Every day, millions of people engage with and seek information from ChatGPT and other large language models (LLMs). But how are the responses given by these models shaped by the language in which they are asked? Does it make a difference whether the same question is asked in English or German, Arabic or Hebrew? Christoph Steinert, a postdoc at the Department of Political Science of the University of Zurich (UZH), and physicist Daniel Kazenwadel from the University of Konstanz, Germany, have now conducted a systematic analysis of this question.
Information shapes armed conflicts
The researchers explored the issue in the contentious context of the Israeli-Palestinian and Turkish-Kurdish conflicts. They used an automated query procedure to ask ChatGPT the same questions in different languages. For example, the researchers repeatedly prompted ChatGPT in Hebrew and Arabic about the number of people killed in 50 randomly chosen airstrikes, including the Israeli attack on the Nuseirat refugee camp on 21 August 2014.
"We found that ChatGPT systematically provided higher fatality numbers when asked in Arabic compared to questions in Hebrew.

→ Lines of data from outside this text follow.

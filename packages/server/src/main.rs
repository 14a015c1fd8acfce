//! Sniffer HTTP service.
//!
//! Exposes the single pipeline operation over HTTP plus a health
//! probe. All request semantics live in the `sniffer` crate; this
//! binary only wires collaborators from configuration and maps
//! errors to status codes.

mod config;
mod routes;

use std::sync::Arc;

use anyhow::{Context, Result};
use axum::routing::{get, post};
use axum::Router;
use sniffer::{
    FirecrawlScraper, GeminiSearcher, OpenAiAnalyzer, PostgresStore, Sniffer, UseCaseStore,
};
use sqlx::postgres::PgPoolOptions;
use tower_http::trace::TraceLayer;
use tracing_subscriber::{layer::SubscriberExt, util::SubscriberInitExt};

use crate::config::Config;
use crate::routes::{health_handler, sniff_handler, AppState};

#[tokio::main]
async fn main() -> Result<()> {
    // Initialize logging
    tracing_subscriber::registry()
        .with(
            tracing_subscriber::EnvFilter::try_from_default_env()
                .unwrap_or_else(|_| "info,sniffer=debug".into()),
        )
        .with(tracing_subscriber::fmt::layer().with_target(true))
        .init();

    tracing::info!("Starting Sniffer Server");

    let config = Config::from_env()?;

    // Database setup
    let pool = PgPoolOptions::new()
        .max_connections(5)
        .connect(&config.database_url)
        .await
        .context("failed to connect to database")?;

    // Use-case bundles: compiled-in, optionally layered from a file
    let use_cases = match &config.use_cases_path {
        Some(path) => UseCaseStore::from_json_file(path)
            .with_context(|| format!("failed to load use cases from {path}"))?,
        None => UseCaseStore::builtin(),
    };

    // Collaborators
    let analyzer = OpenAiAnalyzer::new(&config.openai_api_key);
    let scraper = FirecrawlScraper::new(&config.firecrawl_api_key)
        .map_err(|e| anyhow::anyhow!("failed to build scraper: {e}"))?;
    let searcher = GeminiSearcher::new(&config.gemini_api_key);
    let store = PostgresStore::from_pool(pool.clone());

    let sniffer =
        Sniffer::new(analyzer, scraper, searcher, store).with_use_cases(use_cases);

    let state = AppState {
        sniffer: Arc::new(sniffer),
        db_pool: pool,
    };

    let app = Router::new()
        .route("/api/v1/sniff", post(sniff_handler))
        .route("/health", get(health_handler))
        .layer(TraceLayer::new_for_http())
        .with_state(state);

    let addr = format!("0.0.0.0:{}", config.port);
    tracing::info!(addr = %addr, "listening");
    let listener = tokio::net::TcpListener::bind(&addr)
        .await
        .with_context(|| format!("failed to bind {addr}"))?;
    axum::serve(listener, app).await.context("server error")?;

    Ok(())
}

On average, fatality estimates were 34% higher," Steiner says. When asked about Israeli airstrikes on Gaza, ChatGPT mentions civilian casualties more than twice as often and killed children six times more often in the Arabic version. The same pattern emerged when the researchers queried the chatbot about Turkish airstrikes against Kurdish targets and asked the same questions in Turkish and Kurdish.
The phrase "The first casualty when war comes is truth" is often attributed to US senator Hiram Johnson (1866–1945). Throughout history, selective information policies, propaganda and misinformation have influenced numerous armed conflicts. What sets current conflicts apart is the availability of an unprecedented number of information sources – including ChatGPT.
Exaggerated in one language, embellished in the other
The results show that ChatGPT provides higher casualty figures when asked in the language of the attacked group. In addition, ChatGPT is more likely to report on children and women killed in the language of the attacked group, and to describe the airstrikes as indiscriminate. "Our results also show that ChatGPT is more likely to deny the existence of such airstrikes in the language of the attacker," adds Steinert.
The researchers believe this has profound social implications, as ChatGPT and other LLMs play an increasingly important role in information dissemination processes. Integrated in search engines such as Google Gemini or Microsoft Bing, they fundamentally shape the information provided on various topics through search queries.
"If people who speak different languages obtain different information through these technologies, it has a crucial influence on their perception of the world," Christoph Steinert says. Such language biases could lead people in Israel to perceive airstrikes on Gaza as causing fewer casualties based on information provided by LLMs, compared to Arabic speakers.
Biases and information bubbles
Unlike traditional media, which may also distort the news, the language-related systematic biases of LLMs are difficult for most users to detect. "There is a risk that the increasing implementation of large language models in search engines reinforces different perceptions, biases and information bubbles along linguistic divides," says Steinert, which he believes could in the future fuel armed conflicts such as in the Middle East.